Someone also shared a video of the Prime Minister of New Zealand, Jacinda Ardern trumpeting her government’s achievements in under three minutes. I think the current government leaders will need less than that to talk about their accomplishments.
Also, there is an apparent disconnect between the government and Malaysians.
For example, the Minister of Human Resources, M. Kulasegaran, said “right now. We have around 640,000 jobs available and not just in the 3D sector. We have more than 21,000 professional jobs and 22,000 technical jobs.”
The minister went on to say young people did not want these jobs.
Now, I don’t know where the minister got his statistics from, but it is not the case on the ground. Due to a slow economy, the job market is sluggish.
Maybe the Labour Department can list every single job via a job portal or placement agency – then we may be inclined to believe what seems to be “mumbo-jumbo.”
I believe Pakatan campaigners will have a tough time in Tanjung Piai as many of the promises made in their manifesto has not been implemented. Instead of making things better, the mood of the nation is dour at best.
People do not feel good anymore. That most powerful element – hope – is not there anymore.
So how can Pakatan be hopeful again?
First, it’s the economy stupid!
We cannot blame the government for the global slowdown. Malaysia is a trading nation with trade larger than our GDP. So any decrease in global trade will affect us.
However, the economic management of Malaysia has two power centres. One is the Ministry of Finance and second is the Ministry of Economic Affairs.
Previously, the Ministry of Finance was the overriding authority on our economic management. The Economic Planning Unit under the Prime Minister’s Department focused on the five-year plans and its implementation.
Of course, there was some overlap and duplication, but, on all matters, economic – the Ministry of Finance would have the last say.
Now we have a Minister of Economic Affairs, but no one knows what he is doing for the economy. The Minister’s Twitter feed is inundated with proclamations of loyalty to the Prime Minister and description of his many meetings.
Beyond that, we have no idea how he plans to make Malaysia the new “Asian Tiger.”
The “Shared-Economic Vision 2030” was merely a rehash of previous policies with fancy jargon. It has very lofty objectives, great branding but little substance. It is just old wine in a new bottle.
The Minister of Finance, on the other hand, is trying his best in a challenging climate. However, he needs work both hard and smart.
The Minister of Finance and Economic Affairs need to get in a room and on the same page on what needs to be done to support the economy in these trying times.
Second, Pakatan has lost its reformist zeal. The Attorney-General seems unwilling or unable to push for the reforms he so passionately advocated during his long and illustrious career at the Malaysian Bar.
And now, a further slap on the face is the charges of terrorism against two elected representatives from DAP. Previously DAP would find itself fighting the government on such spurious charges, but now it has to fight itself as it is part of the government.
It’s a pity that the state of the nation is such that we find our security forces fighting terrorists from a defunct organisation.
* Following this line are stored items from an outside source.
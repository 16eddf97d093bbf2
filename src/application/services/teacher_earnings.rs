//! Teacher revenue shares and activity-gated payouts

use std::collections::{HashMap, HashSet};

use chrono::{DateTime, Utc};
use sea_orm::{
    ActiveModelTrait, ColumnTrait, ConnectionTrait, DatabaseConnection, EntityTrait, PaginatorTrait,
    QueryFilter, QueryOrder, Set, TransactionTrait,
};
use serde::Serialize;
use tracing::info;

use super::{load_course, new_id, taught_course_ids};
use crate::config::EarningsConfig;
use crate::domain::earnings::{
    active_days, calculate_payout, share_cents, ActivityEvent, EarningLine, EarningSource,
    EarningStatus, Payout, Period,
};
use crate::domain::payment::PaymentStatus;
use crate::domain::Actor;
use crate::infrastructure::database::entities::{
    assignment, bundle_course, course, enrollment, forum_post, forum_reply, lesson, lesson_progress,
    payment, quiz, quiz_attempt, submission, teacher_earning, watch_activity,
};
use crate::shared::errors::{DomainError, DomainResult};

#[derive(Debug, Clone, Serialize)]
pub struct EarningsSummary {
    pub teacher_id: String,
    pub period_start: DateTime<Utc>,
    pub period_end: DateTime<Utc>,
    pub gross_cents: i64,
    pub share_cents: i64,
    pub pending_cents: i64,
    pub paid_cents: i64,
    pub reversed_cents: i64,
    pub by_source: HashMap<String, i64>,
    pub payout: Payout,
}

pub struct TeacherEarningsService {
    db: DatabaseConnection,
    config: EarningsConfig,
}

impl TeacherEarningsService {
    pub fn new(db: DatabaseConnection, config: EarningsConfig) -> Self {
        Self { db, config }
    }

    /// Record the teacher share for a COMPLETED payment. Recording the same
    /// payment twice is a no-op.
    pub async fn record_for_payment(&self, paid: &payment::Model) -> DomainResult<Vec<teacher_earning::Model>> {
        if paid.status != PaymentStatus::Completed {
            return Err(DomainError::validation("Only completed payments produce earnings"));
        }
        let existing = teacher_earning::Entity::find()
            .filter(teacher_earning::Column::PaymentId.eq(paid.id.as_str()))
            .count(&self.db)
            .await?;
        if existing > 0 {
            return Ok(Vec::new());
        }

        // (course, gross) allocations
        let allocations: Vec<(course::Model, i64, EarningSource)> = if let Some(bundle_id) = &paid.bundle_id {
            let course_ids: Vec<String> = bundle_course::Entity::find()
                .filter(bundle_course::Column::BundleId.eq(bundle_id.as_str()))
                .all(&self.db)
                .await?
                .into_iter()
                .map(|bc| bc.course_id)
                .collect();
            let courses = course::Entity::find()
                .filter(course::Column::Id.is_in(course_ids))
                .order_by_asc(course::Column::Id)
                .all(&self.db)
                .await?;
            split_proportionally(paid.final_cents, courses)
                .into_iter()
                .map(|(c, gross)| (c, gross, EarningSource::Bundle))
                .collect()
        } else if let Some(course_id) = &paid.course_id {
            let course = load_course(&self.db, course_id).await?;
            let source = if paid.lesson_id.is_some() {
                EarningSource::Lesson
            } else {
                EarningSource::Enrollment
            };
            vec![(course, paid.final_cents, source)]
        } else {
            Vec::new()
        };

        let txn = self.db.begin().await?;
        let mut recorded = Vec::with_capacity(allocations.len());
        for (course, gross, source) in allocations {
            let percent = match source {
                EarningSource::Lesson => self.config.lesson_share_percent,
                _ => self.config.revenue_share_percent,
            };
            let created = teacher_earning::ActiveModel {
                id: Set(new_id()),
                teacher_id: Set(course.teacher_id.clone()),
                course_id: Set(course.id.clone()),
                student_id: Set(Some(paid.user_id.clone())),
                source: Set(source),
                payment_id: Set(paid.id.clone()),
                gross_cents: Set(gross),
                share_cents: Set(share_cents(gross, percent)),
                status: Set(EarningStatus::Pending),
                created_at: Set(Utc::now()),
                paid_at: Set(None),
            }
            .insert(&txn)
            .await?;
            info!(
                teacher_id = %created.teacher_id,
                course_id = %created.course_id,
                payment_id = %paid.id,
                share_cents = created.share_cents,
                "Teacher earning recorded"
            );
            recorded.push(created);
        }
        txn.commit().await?;
        Ok(recorded)
    }

    pub async fn list(&self, actor: &Actor, teacher_id: &str) -> DomainResult<Vec<teacher_earning::Model>> {
        actor.ensure_owns(teacher_id, "earnings")?;
        Ok(teacher_earning::Entity::find()
            .filter(teacher_earning::Column::TeacherId.eq(teacher_id))
            .order_by_desc(teacher_earning::Column::CreatedAt)
            .all(&self.db)
            .await?)
    }

    pub async fn summary(&self, actor: &Actor, teacher_id: &str, period: Period) -> DomainResult<EarningsSummary> {
        actor.ensure_owns(teacher_id, "earnings")?;
        let earnings = self.earnings_in(teacher_id, &period).await?;
        let payout = self.payout_for(teacher_id, &period, &earnings).await?;

        let sum = |status: EarningStatus| -> i64 {
            earnings.iter().filter(|e| e.status == status).map(|e| e.share_cents).sum()
        };
        let reversed_cents = sum(EarningStatus::Reversed);
        let earned: Vec<&teacher_earning::Model> =
            earnings.iter().filter(|e| e.status != EarningStatus::Reversed).collect();
        let mut by_source: HashMap<String, i64> = HashMap::new();
        for e in &earned {
            *by_source.entry(e.source.to_string()).or_insert(0) += e.share_cents;
        }

        Ok(EarningsSummary {
            teacher_id: teacher_id.to_string(),
            period_start: period.start,
            period_end: period.end,
            gross_cents: earned.iter().map(|e| e.gross_cents).sum(),
            share_cents: earned.iter().map(|e| e.share_cents).sum(),
            pending_cents: sum(EarningStatus::Pending),
            paid_cents: sum(EarningStatus::Paid),
            reversed_cents,
            by_source,
            payout,
        })
    }

    pub async fn payout(&self, actor: &Actor, teacher_id: &str, period: Period) -> DomainResult<Payout> {
        actor.ensure_owns(teacher_id, "earnings")?;
        let earnings = self.earnings_in(teacher_id, &period).await?;
        self.payout_for(teacher_id, &period, &earnings).await
    }

    /// Mark the payable PENDING earnings of the period PAID. Withheld ones stay PENDING.
    pub async fn mark_period_paid(&self, actor: &Actor, teacher_id: &str, period: Period) -> DomainResult<Payout> {
        actor.ensure_admin()?;
        let earnings = self.earnings_in(teacher_id, &period).await?;
        let payout = self.payout_for(teacher_id, &period, &earnings).await?;

        let now = Utc::now();
        let txn = self.db.begin().await?;
        for e in earnings.into_iter().filter(|e| payout.payable_ids.contains(&e.id)) {
            let mut active: teacher_earning::ActiveModel = e.into();
            active.status = Set(EarningStatus::Paid);
            active.paid_at = Set(Some(now));
            active.update(&txn).await?;
        }
        txn.commit().await?;
        info!(teacher_id, payable_cents = payout.payable_cents, "Earnings period paid");
        Ok(payout)
    }

    /// Active days per student across the teacher's courses.
    pub async fn student_activity(&self, teacher_id: &str, period: &Period) -> DomainResult<HashMap<String, usize>> {
        let course_ids = taught_course_ids(&self.db, teacher_id).await?;
        let events = self.activity_events(&course_ids).await?;
        Ok(active_days(&events, period))
    }

    async fn earnings_in(&self, teacher_id: &str, period: &Period) -> DomainResult<Vec<teacher_earning::Model>> {
        Ok(teacher_earning::Entity::find()
            .filter(teacher_earning::Column::TeacherId.eq(teacher_id))
            .order_by_asc(teacher_earning::Column::CreatedAt)
            .all(&self.db)
            .await?
            .into_iter()
            .filter(|e| period.contains(e.created_at))
            .collect())
    }

    async fn payout_for(
        &self,
        teacher_id: &str,
        period: &Period,
        earnings: &[teacher_earning::Model],
    ) -> DomainResult<Payout> {
        let active = self.student_activity(teacher_id, period).await?;
        let lines: Vec<EarningLine> = earnings
            .iter()
            .filter(|e| e.status == EarningStatus::Pending)
            .map(|e| EarningLine {
                earning_id: e.id.clone(),
                student_id: e.student_id.clone(),
                share_cents: e.share_cents,
            })
            .collect();
        Ok(calculate_payout(&lines, &active, self.config.min_active_days))
    }

    /// Events from the six tracked sources, restricted to enrolled students.
    async fn activity_events(&self, course_ids: &[String]) -> DomainResult<Vec<ActivityEvent>> {
        let students: HashSet<String> = enrollment::Entity::find()
            .filter(enrollment::Column::CourseId.is_in(course_ids.to_vec()))
            .all(&self.db)
            .await?
            .into_iter()
            .map(|e| e.student_id)
            .collect();
        let mut events = Vec::new();

        for p in lesson_progress::Entity::find()
            .filter(lesson_progress::Column::CourseId.is_in(course_ids.to_vec()))
            .filter(lesson_progress::Column::Completed.eq(true))
            .all(&self.db)
            .await?
        {
            if let Some(at) = p.completed_at {
                events.push(ActivityEvent { student_id: p.student_id, at });
            }
        }

        let quiz_ids: Vec<String> = quiz::Entity::find()
            .filter(quiz::Column::CourseId.is_in(course_ids.to_vec()))
            .all(&self.db)
            .await?
            .into_iter()
            .map(|q| q.id)
            .collect();
        for a in quiz_attempt::Entity::find()
            .filter(quiz_attempt::Column::QuizId.is_in(quiz_ids))
            .all(&self.db)
            .await?
        {
            if let Some(at) = a.submitted_at {
                events.push(ActivityEvent { student_id: a.student_id, at });
            }
        }

        let assignment_ids: Vec<String> = assignment::Entity::find()
            .filter(assignment::Column::CourseId.is_in(course_ids.to_vec()))
            .all(&self.db)
            .await?
            .into_iter()
            .map(|a| a.id)
            .collect();
        for s in submission::Entity::find()
            .filter(submission::Column::AssignmentId.is_in(assignment_ids))
            .all(&self.db)
            .await?
        {
            events.push(ActivityEvent { student_id: s.student_id, at: s.submitted_at });
        }

        let posts = forum_post::Entity::find()
            .filter(forum_post::Column::CourseId.is_in(course_ids.to_vec()))
            .all(&self.db)
            .await?;
        let post_ids: Vec<String> = posts.iter().map(|p| p.id.clone()).collect();
        for p in posts {
            events.push(ActivityEvent { student_id: p.author_id, at: p.created_at });
        }
        for r in forum_reply::Entity::find()
            .filter(forum_reply::Column::PostId.is_in(post_ids))
            .all(&self.db)
            .await?
        {
            events.push(ActivityEvent { student_id: r.author_id, at: r.created_at });
        }

        let lesson_ids: Vec<String> = lesson::Entity::find()
            .filter(lesson::Column::CourseId.is_in(course_ids.to_vec()))
            .all(&self.db)
            .await?
            .into_iter()
            .map(|l| l.id)
            .collect();
        for w in watch_activity::Entity::find()
            .filter(watch_activity::Column::LessonId.is_in(lesson_ids))
            .all(&self.db)
            .await?
        {
            events.push(ActivityEvent { student_id: w.student_id, at: w.first_seen_at });
        }

        events.retain(|e| students.contains(&e.student_id));
        Ok(events)
    }
}

/// Reverse the PENDING earnings of a refunded payment. PAID ones are left as
/// they are and reported back so the caller can log them.
pub(crate) async fn reverse_for_payment<C: ConnectionTrait>(db: &C, payment_id: &str) -> DomainResult<(u64, usize)> {
    let res = teacher_earning::Entity::update_many()
        .set(teacher_earning::ActiveModel {
            status: Set(EarningStatus::Reversed),
            ..Default::default()
        })
        .filter(teacher_earning::Column::PaymentId.eq(payment_id))
        .filter(teacher_earning::Column::Status.eq(EarningStatus::Pending))
        .exec(db)
        .await?;
    let already_paid = teacher_earning::Entity::find()
        .filter(teacher_earning::Column::PaymentId.eq(payment_id))
        .filter(teacher_earning::Column::Status.eq(EarningStatus::Paid))
        .count(db)
        .await?;
    Ok((res.rows_affected, already_paid as usize))
}

/// Split `total` across courses by list price; the last course takes the rounding remainder.
fn split_proportionally(total: i64, courses: Vec<course::Model>) -> Vec<(course::Model, i64)> {
    let list_total: i64 = courses.iter().map(|c| c.price_cents.max(0)).sum();
    let n = courses.len() as i64;
    let mut allocated = 0;
    let last = courses.len().saturating_sub(1);
    courses
        .into_iter()
        .enumerate()
        .map(|(i, c)| {
            let gross = if i == last {
                total - allocated
            } else if list_total > 0 {
                total * c.price_cents.max(0) / list_total
            } else {
                total / n
            };
            allocated += gross;
            (c, gross)
        })
        .collect()
}

#[cfg(test)]
mod tests {
    use super::*;
    use crate::domain::course::{CourseLevel, CourseStatus};
    use crate::domain::monetization::MonetizationType;

    fn course(id: &str, price: i64) -> course::Model {
        let now = Utc::now();
        course::Model {
            id: id.into(),
            title: id.into(),
            slug: id.into(),
            description: None,
            teacher_id: "t".into(),
            category: None,
            level: CourseLevel::Beginner,
            language: "en".into(),
            price_cents: price,
            currency: "USD".into(),
            monetization_type: MonetizationType::Premium,
            status: CourseStatus::Published,
            capacity: None,
            thumbnail_url: None,
            source_provider: None,
            external_id: None,
            published_at: None,
            created_at: now,
            updated_at: now,
        }
    }

    #[test]
    fn bundle_split_sums_to_total() {
        let parts = split_proportionally(1001, vec![course("a", 1000), course("b", 2000), course("c", 1000)]);
        let total: i64 = parts.iter().map(|(_, g)| g).sum();
        assert_eq!(total, 1001);
        assert_eq!(parts[0].1, 250);
        assert_eq!(parts[1].1, 500);
        assert_eq!(parts[2].1, 251);
    }

    #[test]
    fn free_courses_split_evenly() {
        let parts = split_proportionally(90, vec![course("a", 0), course("b", 0), course("c", 0)]);
        assert_eq!(parts.iter().map(|(_, g)| *g).collect::<Vec<_>>(), vec![30, 30, 30]);
    }
}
Third, we need ministers to stick to the work of their ministries.
We have an indefatigable and energetic Minister of Youth and Sports. However, sometimes I see him as the Minister of Food Panda, Minister of Information, Minister of Gojek and Minister of Entrepreneurs. Pardon my confusion, but it’s real.
Fourth, we also need to stop fighting with our friends.
India buys close to 13% of our palm oil, yet we find ourselves quarrelling with them. And as we decide whether India “invaded” and “occupied” Kashmir – Indonesia has started selling more palm oil to India.
And what is the answer of the Minister in charge of palm oil – “murukku” for journalists and parliamentarians in conjunction with Deepavali. The only savings grace was the murukku was cooked using palm oil.
I believe Malaysians deserve better.
The way things stand, we deserve better than both Barisan Nasional and Pakatan Harapan.
We deserve a government that listens and cares. We deserve leaders who stand up for us.